View on TensorFlow.org | Run in Google Colab | View source on GitHub | Download notebook |
Overview
This notebook will demonstrate how to use the Weight Normalization layer and how it can improve convergence.
WeightNormalization
A Simple Reparameterization to Accelerate Training of Deep Neural Networks:
Tim Salimans, Diederik P. Kingma (2016)
By reparameterizing the weights in this way you improve the conditioning of the optimization problem and speed up convergence of stochastic gradient descent. Our reparameterization is inspired by batch normalization but does not introduce any dependencies between the examples in a minibatch. This means that our method can also be applied successfully to recurrent models such as LSTMs and to noise-sensitive applications such as deep reinforcement learning or generative models, for which batch normalization is less well suited. Although our method is much simpler, it still provides much of the speed-up of full batch normalization. In addition, the computational overhead of our method is lower, permitting more optimization steps to be taken in the same amount of time.
Setup
pip install -U tensorflow-addons
import tensorflow as tf
import tensorflow_addons as tfa
import numpy as np
from matplotlib import pyplot as plt
# Hyper Parameters
batch_size = 32
epochs = 10
num_classes=10
Build Models
# Standard ConvNet
reg_model = tf.keras.Sequential([
tf.keras.layers.Conv2D(6, 5, activation='relu'),
tf.keras.layers.MaxPooling2D(2, 2),
tf.keras.layers.Conv2D(16, 5, activation='relu'),
tf.keras.layers.MaxPooling2D(2, 2),
tf.keras.layers.Flatten(),
tf.keras.layers.Dense(120, activation='relu'),
tf.keras.layers.Dense(84, activation='relu'),
tf.keras.layers.Dense(num_classes, activation='softmax'),
])
# WeightNorm ConvNet
wn_model = tf.keras.Sequential([
tfa.layers.WeightNormalization(tf.keras.layers.Conv2D(6, 5, activation='relu')),
tf.keras.layers.MaxPooling2D(2, 2),
tfa.layers.WeightNormalization(tf.keras.layers.Conv2D(16, 5, activation='relu')),
tf.keras.layers.MaxPooling2D(2, 2),
tf.keras.layers.Flatten(),
tfa.layers.WeightNormalization(tf.keras.layers.Dense(120, activation='relu')),
tfa.layers.WeightNormalization(tf.keras.layers.Dense(84, activation='relu')),
tfa.layers.WeightNormalization(tf.keras.layers.Dense(num_classes, activation='softmax')),
])
Load Data
(x_train, y_train), (x_test, y_test) = tf.keras.datasets.cifar10.load_data()

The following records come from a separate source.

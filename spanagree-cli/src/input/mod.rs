//! Locating and loading input files

pub mod file_reader;
pub mod glob_resolver;

pub use file_reader::FileReader;
pub use glob_resolver::resolve_patterns;
//! Markdown output formatter

use super::OutputFormatter;
use anyhow::Result;
use spanagree_core::{ComparisonMetric, ModelSummary};
use std::collections::BTreeMap;
use std::io::Write;

/// Markdown formatter - outputs comparisons as a table
pub struct MarkdownFormatter<W: Write> {
    writer: W,
    metric_count: usize,
}

impl<W: Write> MarkdownFormatter<W> {
    /// Create a new markdown formatter
    pub fn new(writer: W) -> Self {
        Self {
            writer,
            metric_count: 0,
        }
    }
}

impl<W: Write + Send + Sync> OutputFormatter for MarkdownFormatter<W> {
    fn format_metric(&mut self, m: &ComparisonMetric) -> Result<()> {
        if self.metric_count == 0 {
            writeln!(
                self.writer,
                "| Text | Model | TP | FP | FN | Precision | Recall | F1 | Position |"
            )?;
            writeln!(self.writer, "|---|---|---:|---:|---:|---:|---:|---:|---:|")?;
        }
        self.metric_count += 1;
        writeln!(
            self.writer,
            "| {} | {} | {} | {} | {} | {:.4} | {:.4} | {:.4} | {:.4} |",
            m.text_id,
            m.model,
            m.true_positives,
            m.false_positives,
            m.false_negatives,
            m.precision,
            m.recall,
            m.f1_score,
            m.position_accuracy
        )?;
        Ok(())
    }

    fn format_summary(&mut self, summary: &BTreeMap<String, ModelSummary>) -> Result<()> {
        writeln!(self.writer)?;
        writeln!(self.writer, "## Summary")?;
        writeln!(self.writer)?;
        writeln!(
            self.writer,
            "| Model | Records | Precision | Recall | F1 | Position |"
        )?;
        writeln!(self.writer, "|---|---:|---:|---:|---:|---:|")?;
        for (model, s) in summary {
            writeln!(
                self.writer,
                "| {model} | {} | {:.4} ± {:.4} | {:.4} ± {:.4} | {:.4} ± {:.4} | {:.4} ± {:.4} |",
                s.records,
                s.precision.mean,
                s.precision.std_dev,
                s.recall.mean,
                s.recall.std_dev,
                s.f1_score.mean,
                s.f1_score.std_dev,
                s.position_accuracy.mean,
                s.position_accuracy.std_dev
            )?;
        }
        Ok(())
    }

    fn finish(&mut self) -> Result<()> {
        writeln!(self.writer)?;
        writeln!(self.writer, "---")?;
        writeln!(self.writer, "*Total comparisons: {}*", self.metric_count)?;
        self.writer.flush()?;
        Ok(())
    }
}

# Convert class vectors to binary class matrices.
y_train = tf.keras.utils.to_categorical(y_train, num_classes)
y_test = tf.keras.utils.to_categorical(y_test, num_classes)
x_train = x_train.astype('float32')
x_test = x_test.astype('float32')
x_train /= 255
x_test /= 255
Downloading data from https://www.cs.toronto.edu/~kriz/cifar-10-python.tar.gz 170498071/170498071 [==============================] - 2s 0us/step
Train Models
reg_model.compile(optimizer='adam',
loss='categorical_crossentropy',
metrics=['accuracy'])
reg_history = reg_model.fit(x_train, y_train,
batch_size=batch_size,
epochs=epochs,
validation_data=(x_test, y_test),
shuffle=True)
Epoch 1/10 1563/1563 [==============================] - 7s 4ms/step - loss: 1.6086 - accuracy: 0.4134 - val_loss: 1.3833 - val_accuracy: 0.4965 Epoch 2/10 1563/1563 [==============================] - 5s 3ms/step - loss: 1.3170 - accuracy: 0.5296 - val_loss: 1.2546 - val_accuracy: 0.5553 Epoch 3/10 1563/1563 [==============================] - 5s 3ms/step - loss: 1.1944 - accuracy: 0.5776 - val_loss: 1.1566 - val_accuracy: 0.5922 Epoch 4/10 1563/1563 [==============================] - 5s 3ms/step - loss: 1.1192 - accuracy: 0.6033 - val_loss: 1.1554 - val_accuracy: 0.5877 Epoch 5/10 1563/1563 [==============================] - 5s 3ms/step - loss: 1.0576 - accuracy: 0.6243 - val_loss: 1.1264 - val_accuracy: 0.6028 Epoch 6/10 1563/1563 [==============================] - 5s 3ms/step - loss: 1.0041 - accuracy: 0.6441 - val_loss: 1.1555 - val_accuracy: 0.5989 Epoch 7/10 1563/1563 [==============================] - 5s 3ms/step - loss: 0.9626 - accuracy: 0.6605 - val_loss: 1.1076 - val_accuracy: 0.6145 Epoch 8/10 1563/1563 [==============================] - 5s 3ms/step - loss: 0.9207 - accuracy: 0.6734 - val_loss: 1.1362 - val_accuracy: 0.6128 Epoch 9/10 1563/1563 [==============================] - 5s 3ms/step - loss: 0.8836 - accuracy: 0.6872 - val_loss: 1.1191 - val_accuracy: 0.6216 Epoch 10/10 1563/1563 [==============================] - 5s 3ms/step - loss: 0.8559 - accuracy: 0.6963 - val_loss: 1.0973 - val_accuracy: 0.6239
wn_model.compile(optimizer='adam',
loss='categorical_crossentropy',
metrics=['accuracy'])
wn_history = wn_model.fit(x_train, y_train,
batch_size=batch_size,
epochs=epochs,
validation_data=(x_test, y_test),
shuffle=True)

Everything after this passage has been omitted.